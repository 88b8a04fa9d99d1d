//! Services module - Qt discovery and tool launching logic.
//!
//! Everything in here is **framework-agnostic**: no CLI or terminal code, all
//! inputs are explicit parameters, and every filesystem check goes through the
//! async [`FileProbe`] trait.
//!
//! # Components
//!
//! - [`platform`]: the single OS naming-policy table ([`HostOs`], [`Tool`],
//!   candidate filenames, `.app` bundle rewrite)
//! - [`path_probe`]: [`FileProbe`] with real ([`FsProbe`]) and in-memory
//!   ([`MemoryProbe`]) implementations, plus [`find_first_existing`]
//! - [`cmake_cache`]: [`CMakeCache`] reader for `CMakeCache.txt`
//! - [`qt_root`]: [`QtRootResolver`] chaining configured root, cache hint and `PATH`
//! - [`tool_locator`]: [`ToolLocator`] finding Designer/Assistant/Creator and
//!   validating launch requests
//! - [`launcher`]: [`ProcessSpawner`] and the detached [`TokioSpawner`]
//! - [`watcher`]: [`FileWatcher`] feeding [`Trigger`]s into the resolve queue
//! - [`natvis`], [`docs`]: debugger visualizer generation and documentation URLs
//!
//! # Resolution flow
//!
//! 1. Read `CMakeCache.txt` from the configured build directory
//! 2. Pick the first `Qt5_DIR`/`Qt5Core_DIR`/`Qt6_DIR`/`Qt6Core_DIR` hint
//! 3. Walk up from the hint until `bin/qmake` exists, else scan `PATH`
//! 4. Search `<root>/bin` and the extra directories for the requested tool

pub mod cmake_cache;
pub mod docs;
pub mod launcher;
pub mod natvis;
pub mod path_probe;
pub mod platform;
pub mod qt_root;
pub mod tool_locator;
pub mod watcher;

pub use cmake_cache::{CMAKE_CACHE_FILENAME, CMakeCache, CacheStore, QtDirHint, QtVersionFamily};
pub use launcher::{ProcessSpawner, SharedSpawner, SpawnedTool, TokioSpawner};
pub use path_probe::{FileProbe, FsProbe, MemoryProbe, find_first_existing};
pub use platform::{HostOs, Tool};
pub use qt_root::{QtRoot, QtRootResolver, Resolution, ResolveInputs, RootSource};
pub use tool_locator::{LaunchError, ToolLocator, ToolTarget};
pub use watcher::{FileWatcher, Trigger};
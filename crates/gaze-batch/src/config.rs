//! Batch run configuration.

use gaze_core::{Error, Result};
use gaze_ivt::IvtConfig;
use serde::{Deserialize, Serialize};
use std::path::PathBuf;

/// Environment variable prefix, e.g. `GAZE_IVT__MAX_GAP=5`
pub const ENV_PREFIX: &str = "GAZE";

/// Complete batch configuration
#[derive(Debug, Clone, PartialEq, Serialize, Deserialize)]
#[serde(default)]
pub struct BatchConfig {
    /// Directory of synchronized recordings (`*.csv`)
    pub input_dir: PathBuf,

    /// Directory receiving annotated recordings
    pub output_dir: PathBuf,

    /// Worker threads; 0 lets rayon decide
    pub workers: usize,

    /// Also write a `<id>.summary.json` next to every annotated table
    pub write_summaries: bool,

    /// Classifier thresholds and screen geometry
    pub ivt: IvtConfig,
}

impl Default for BatchConfig {
    fn default() -> Self {
        Self {
            input_dir: PathBuf::from("Data/Synced"),
            output_dir: PathBuf::from("Data/Processed"),
            workers: 0,
            write_summaries: false,
            ivt: IvtConfig::default(),
        }
    }
}

impl BatchConfig {
    /// Load configuration from an optional file, overlaid with `GAZE_*`
    /// environment variables.
    ///
    /// Values are not validated here so that callers can apply overrides
    /// first; see [`validate`](Self::validate).
    pub fn load(path: Option<&str>) -> Result<Self> {
        let mut builder = config::Config::builder();
        if let Some(path) = path {
            builder = builder.add_source(config::File::with_name(path));
        }
        let settings = builder
            .add_source(
                config::Environment::with_prefix(ENV_PREFIX)
                    .prefix_separator("_")
                    .separator("__"),
            )
            .build()
            .map_err(|e| Error::Config(e.to_string()))?;

        settings
            .try_deserialize()
            .map_err(|e| Error::Config(e.to_string()))
    }

    /// Load from environment variables only
    pub fn from_env() -> Result<Self> {
        Self::load(None)
    }

    pub fn validate(&self) -> Result<()> {
        if self.input_dir.as_os_str().is_empty() {
            return Err(Error::Config("input_dir must not be empty".into()));
        }
        if self.output_dir.as_os_str().is_empty() {
            return Err(Error::Config("output_dir must not be empty".into()));
        }
        if self.input_dir == self.output_dir {
            return Err(Error::Config(format!(
                "input_dir and output_dir are the same directory: {}",
                self.input_dir.display()
            )));
        }
        self.ivt.validate()
    }
}
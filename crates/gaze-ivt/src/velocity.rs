//! Identification by Velocity Threshold (I-VT).
//!
//! The velocity of sample `i` is the angular speed of the step from `i` to
//! `i + 1`: the on-screen displacement is converted to millimetres, then to
//! the visual angle it subtends at the configured viewing distance, and
//! multiplied by the sampling rate.
//!
//! A sample is a saccade when `velocity >= threshold`. Samples already
//! labeled by blink detection are skipped. Samples without a velocity (the
//! last sample, or either endpoint lacking a coordinate) are not saccades
//! and fall through to the `Fixation` default like every other unset sample.

use gaze_core::{Eye, EyeState, Sample, ScreenGeometry};
use tracing::debug;

#[derive(Debug, Clone)]
pub struct VelocityClassifier {
    pub geometry: ScreenGeometry,
    pub sampling_rate_hz: f64,
    /// Saccade threshold (deg/s)
    pub threshold_deg_s: f64,
}

impl VelocityClassifier {
    pub fn new(geometry: ScreenGeometry, sampling_rate_hz: f64, threshold_deg_s: f64) -> Self {
        Self {
            geometry,
            sampling_rate_hz,
            threshold_deg_s,
        }
    }

    /// Angular velocity of every sample towards its successor (deg/s)
    pub fn velocities(&self, samples: &[Sample], eye: Eye) -> Vec<Option<f64>> {
        let mut velocities: Vec<Option<f64>> = samples
            .windows(2)
            .map(|w| {
                let from = w[0].channel(eye).point?;
                let to = w[1].channel(eye).point?;
                Some(self.geometry.angular_velocity(&from, &to, self.sampling_rate_hz))
            })
            .collect();

        if !samples.is_empty() {
            velocities.push(None);
        }
        velocities
    }

    pub fn is_saccade(&self, velocity_deg_s: f64) -> bool {
        velocity_deg_s >= self.threshold_deg_s
    }

    /// Resolve provisional labels into final states.
    ///
    /// Unset samples at or above the threshold become `Saccade`; every other
    /// unset sample becomes `Fixation`.
    pub fn classify(
        &self,
        samples: &[Sample],
        eye: Eye,
        labels: Vec<Option<EyeState>>,
    ) -> Vec<EyeState> {
        let velocities = self.velocities(samples, eye);
        let mut saccades = 0;

        let states: Vec<EyeState> = labels
            .into_iter()
            .zip(velocities)
            .map(|(label, velocity)| match (label, velocity) {
                (Some(state), _) => state,
                (None, Some(v)) if self.is_saccade(v) => {
                    saccades += 1;
                    EyeState::Saccade
                }
                (None, _) => EyeState::Fixation,
            })
            .collect();

        debug!(saccades, "velocity classification done");
        states
    }
}
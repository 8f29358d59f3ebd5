//! Benchmarks for the I-VT classification pipeline.

use criterion::{black_box, criterion_group, criterion_main, Criterion};

use gaze_core::{EyeChannel, Recording, Sample};
use gaze_ivt::config::IvtConfig;
use gaze_ivt::pipeline::IvtPipeline;
use gaze_ivt::smoother::StateSmoother;
use gaze_ivt::velocity::VelocityClassifier;

/// Drifting gaze with a short gap every 97 frames and a blink every 293
fn create_test_recording(n_samples: usize) -> Recording {
    let samples = (0..n_samples)
        .map(|i| {
            let t = i as f64;
            let left = if i % 293 < 8 || i % 97 == 0 {
                EyeChannel::missing()
            } else {
                let jump = ((i / 40) % 5) as f64 * 0.15;
                EyeChannel::valid(0.2 + jump + (t * 0.01).sin() * 0.002, 0.5 + (t * 0.013).cos() * 0.002)
            };
            Sample::new(format!("{i}"), left, EyeChannel::missing())
        })
        .collect();

    Recording::new("bench", samples)
}

fn benchmark_pipeline(c: &mut Criterion) {
    let pipeline = IvtPipeline::new(IvtConfig::default()).unwrap();

    // One minute, ten minutes and one hour at 60 Hz
    let minute = create_test_recording(3_600);
    let ten_minutes = create_test_recording(36_000);
    let hour = create_test_recording(216_000);

    c.bench_function("process_1min", |b| b.iter(|| pipeline.process(black_box(&minute))));

    c.bench_function("process_10min", |b| {
        b.iter(|| pipeline.process(black_box(&ten_minutes)))
    });

    c.bench_function("process_1h", |b| b.iter(|| pipeline.process(black_box(&hour))));
}

fn benchmark_velocity(c: &mut Criterion) {
    let config = IvtConfig::default();
    let classifier = VelocityClassifier::new(
        config.screen,
        config.sampling_rate_hz,
        config.saccade_threshold_deg_s,
    );
    let recording = create_test_recording(36_000);

    c.bench_function("velocities_10min", |b| {
        b.iter(|| classifier.velocities(black_box(&recording.samples), gaze_core::Eye::Left))
    });
}

fn benchmark_smoothing(c: &mut Criterion) {
    let smoother = StateSmoother::new();
    let pipeline = IvtPipeline::new(IvtConfig::default()).unwrap();
    let states: Vec<_> = pipeline
        .process(&create_test_recording(36_000))
        .unwrap()
        .states()
        .collect();

    c.bench_function("smooth_10min", |b| {
        b.iter(|| {
            let mut s = states.clone();
            smoother.smooth(black_box(&mut s));
            s
        })
    });
}

criterion_group!(benches, benchmark_pipeline, benchmark_velocity, benchmark_smoothing);
criterion_main!(benches);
——————
* [Task details]: Could you return exactly the stretch of the data above that starts at the line with "repository 8f29358d59f3ebd5" and ends at the line with "use gaze_ivt::smoother::StateSmoother;", both lines included?

* [Result for this exercise]:
repository 8f29358d59f3ebd5
//! Benchmarks for the I-VT classification pipeline.

use criterion::{black_box, criterion_group, criterion_main, Criterion};

use gaze_core::{EyeChannel, Recording, Sample};
use gaze_ivt::config::IvtConfig;
use gaze_ivt::pipeline::IvtPipeline;
use gaze_ivt::smoother::StateSmoother;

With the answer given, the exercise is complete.